BEGIN Material to process

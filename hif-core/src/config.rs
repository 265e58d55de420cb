use crate::bus::Bus;
use crate::error::ArgumentError;
use crate::mailbox::{MailboxInfo, MailboxLayout, MAILBOX_COUNT, MBOX_BLOCK_SIZE};
use crate::scatter::ScatterInfo;
use std::num::NonZeroUsize;
use std::sync::Arc;

/// Default number of request descriptors per device.
pub const DEFAULT_POOL_CAPACITY: usize = 64;

/// Default size of the bounce buffer, which is also the largest staged transfer.
pub const DEFAULT_BOUNCE_SIZE: usize = 32 * 1024;

/// Static configuration of a [`crate::Device`], fixed when the device is created.
#[derive(Debug, Clone)]
pub struct DeviceConfig {
    /// Number of request descriptors, so the number of requests that can be in flight at once.
    pub pool_capacity: usize,
    /// Bus block size in bytes. Block mode lengths are rounded down to a multiple of this.
    pub block_size: u32,
    /// Size of the bounce buffer in bytes.
    pub bounce_size: usize,
    pub mailboxes: MailboxLayout,
    /// Whether the scatter path may be set up through [`ConfigOption::ScatterSetup`].
    pub scatter_supported: bool,
    /// Largest number of requests executed per bus claim. Unbounded if `None`, in which case the
    /// bus is held until the queue runs empty.
    pub max_batch: Option<NonZeroUsize>,
    /// Name given to the dispatch thread.
    pub thread_name: String,
}

impl Default for DeviceConfig {
    fn default() -> Self {
        Self {
            pool_capacity: DEFAULT_POOL_CAPACITY,
            block_size: MBOX_BLOCK_SIZE,
            bounce_size: DEFAULT_BOUNCE_SIZE,
            mailboxes: MailboxLayout::default(),
            scatter_supported: true,
            max_batch: None,
            thread_name: String::from("hif-dispatch"),
        }
    }
}

/// How the device expects interrupts to be processed.
#[derive(Debug, Copy, Clone, Eq, PartialEq)]
pub enum IrqProcessingMode {
    /// The DSR does all of its bus access synchronously.
    SyncOnly,
}

/// Configuration queries and settings accepted by [`crate::Device::configure`].
#[derive(Debug, Copy, Clone, Eq, PartialEq)]
pub enum ConfigOption {
    MailboxBlockSizes,
    MailboxAddresses,
    IrqProcessingMode,
    /// Query scatter support, enabling the scatter path if it is available.
    ScatterSetup,
    OsDevice,
}

impl ConfigOption {
    /// Wire code of the option.
    pub fn code(self) -> u32 {
        match self {
            ConfigOption::MailboxBlockSizes => 1,
            ConfigOption::MailboxAddresses => 2,
            ConfigOption::IrqProcessingMode => 4,
            ConfigOption::ScatterSetup => 8,
            ConfigOption::OsDevice => 9,
        }
    }
}

impl TryFrom<u32> for ConfigOption {
    type Error = ArgumentError;

    fn try_from(code: u32) -> Result<Self, Self::Error> {
        Ok(match code {
            1 => ConfigOption::MailboxBlockSizes,
            2 => ConfigOption::MailboxAddresses,
            4 => ConfigOption::IrqProcessingMode,
            8 => ConfigOption::ScatterSetup,
            9 => ConfigOption::OsDevice,
            // 3, 5 and 7 are handled a layer up, 6 is power management.
            _ => return Err(ArgumentError::UnsupportedOption(code)),
        })
    }
}

/// Answer to a [`ConfigOption`].
#[derive(Debug, Clone)]
pub enum ConfigValue {
    MailboxBlockSizes([u32; MAILBOX_COUNT]),
    MailboxAddresses(MailboxInfo),
    IrqProcessingMode(IrqProcessingMode),
    Scatter(ScatterInfo),
    /// The bus the device sits on.
    OsDevice(Arc<dyn Bus>),
}

#[cfg(test)]
mod tests {
    use super::*;

    #[test]
    fn codes_round_trip() {
        for option in [
            ConfigOption::MailboxBlockSizes,
            ConfigOption::MailboxAddresses,
            ConfigOption::IrqProcessingMode,
            ConfigOption::ScatterSetup,
            ConfigOption::OsDevice,
        ] {
            assert_eq!(Ok(option), ConfigOption::try_from(option.code()));
        }
    }

    #[test]
    fn unknown_codes_are_unsupported() {
        for code in [0, 3, 5, 6, 7, 10, 0xFFFF_FFFF] {
            assert_eq!(
                Err(ArgumentError::UnsupportedOption(code)),
                ConfigOption::try_from(code)
            );
        }
    }

    #[test]
    fn defaults() {
        let config = DeviceConfig::default();
        assert_eq!(64, config.pool_capacity);
        assert_eq!(128, config.block_size);
        assert_eq!(32 * 1024, config.bounce_size);
        assert_eq!([1, 128, 128, 128], config.mailboxes.block_sizes());
        assert!(config.max_batch.is_none());
    }
}
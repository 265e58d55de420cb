use std::collections::VecDeque;

/// Both directions of one simulated mailbox.
///
/// The host reads the receive FIFO a byte at a time (with fixed addressing, usually), and every
/// write to the mailbox window is one complete message.
#[derive(Debug, Default, Clone)]
pub struct MailboxFifo {
    rx: VecDeque<u8>,
    tx: Vec<Vec<u8>>,
}

impl MailboxFifo {
    /// Make `data` available to the host.
    pub fn push_rx(&mut self, data: &[u8]) {
        self.rx.extend(data);
    }

    /// Returns `true` if the host has data waiting.
    pub fn has_rx(&self) -> bool {
        !self.rx.is_empty()
    }

    /// Pop received bytes into `buf`. Once the FIFO runs dry, the rest of `buf` reads as zero.
    pub fn read(&mut self, buf: &mut [u8]) {
        for byte in buf.iter_mut() {
            *byte = self.rx.pop_front().unwrap_or(0);
        }
    }

    /// Record a message written by the host.
    pub fn write(&mut self, message: &[u8]) {
        self.tx.push(message.to_vec());
    }

    /// Take every message written so far, oldest first.
    pub fn take_tx(&mut self) -> Vec<Vec<u8>> {
        std::mem::take(&mut self.tx)
    }
}

#[cfg(test)]
mod tests {
    use super::*;

    #[test]
    fn rx_drains_then_reads_zero() {
        let mut fifo = MailboxFifo::default();
        fifo.push_rx(&[7, 8]);
        assert!(fifo.has_rx());
        let mut buf = [0xFF; 3];
        fifo.read(&mut buf);
        assert_eq!([7, 8, 0], buf);
        assert!(!fifo.has_rx());
    }

    #[test]
    fn tx_keeps_message_boundaries() {
        let mut fifo = MailboxFifo::default();
        fifo.write(&[1]);
        fifo.write(&[2, 3]);
        assert_eq!(vec![vec![1], vec![2, 3]], fifo.take_tx());
        assert!(fifo.take_tx().is_empty());
    }
}
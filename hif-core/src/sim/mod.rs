//! In-process stand-in for the coprocessor at the other end of the bus.
//!
//! [`SimTarget`] implements [`Bus`] over a small memory map: the interrupt status register, the
//! four mailboxes (plus the extended window of mailbox 0) and a block of RAM. It keeps a log of
//! every transfer and can be told to fail or stall transfers, which is what the tests and the
//! soak runner drive the engine with.

pub mod mailbox;
pub mod ram;

use crate::address_map::{AddressMap, AddressMapError};
use crate::bus::{AddressMode, Bus, TransportError};
use crate::interrupt::HOST_INT_STATUS_ADDRESS;
use crate::mailbox::{MailboxId, MailboxLayout, MAILBOX_COUNT};
use crate::request::Direction;
use crate::{lock, AddressRange, Alignment};
use log::trace;
use mailbox::MailboxFifo;
use ram::Ram;
use std::sync::atomic::{AtomicBool, AtomicUsize, Ordering};
use std::sync::{Condvar, Mutex};
use std::time::{Duration, Instant};

/// First address of the target's RAM.
pub const RAM_BASE_ADDRESS: u32 = 0x0054_0000;

/// Size of the target's RAM in bytes.
pub const RAM_SIZE: usize = 0x4_0000;

/// Size of the register block starting at [`HOST_INT_STATUS_ADDRESS`].
const REGISTER_BLOCK_SIZE: usize = 0x400;

/// Status code of a transfer to an address nothing is mapped at.
pub const EIO: i32 = -5;
/// Status code of a mailbox write that doesn't end on the end-of-message address.
pub const EINVAL: i32 = -22;

#[derive(Debug, Copy, Clone, Eq, PartialEq)]
enum Resource {
    Registers,
    Mailbox(MailboxId),
    Ram,
}

/// One transfer as seen by the target.
#[derive(Debug, Clone, PartialEq, Eq)]
pub struct Transfer {
    pub direction: Direction,
    pub address: u32,
    pub address_mode: AddressMode,
    /// Data written, or returned by a read.
    pub data: Vec<u8>,
    /// The buffer handed to the bus met its DMA alignment.
    pub dma_aligned: bool,
    /// The bus was claimed while the transfer ran.
    pub claimed: bool,
}

#[derive(Debug)]
struct State {
    memory_map: AddressMap<Resource>,
    registers: Ram,
    mailboxes: [MailboxFifo; MAILBOX_COUNT],
    ram: Ram,
    transfers: Vec<Transfer>,
    fail_transfers: Vec<i32>,
    fail_claims: Vec<i32>,
}

#[derive(Debug, Default)]
struct Gate {
    closed: bool,
    /// Number of transfers currently stalled at the gate.
    held: usize,
}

END Material to process

* Exercise brief
Every line above that holds "crate" should be tallied; answer with the total alone.

* Solution below
12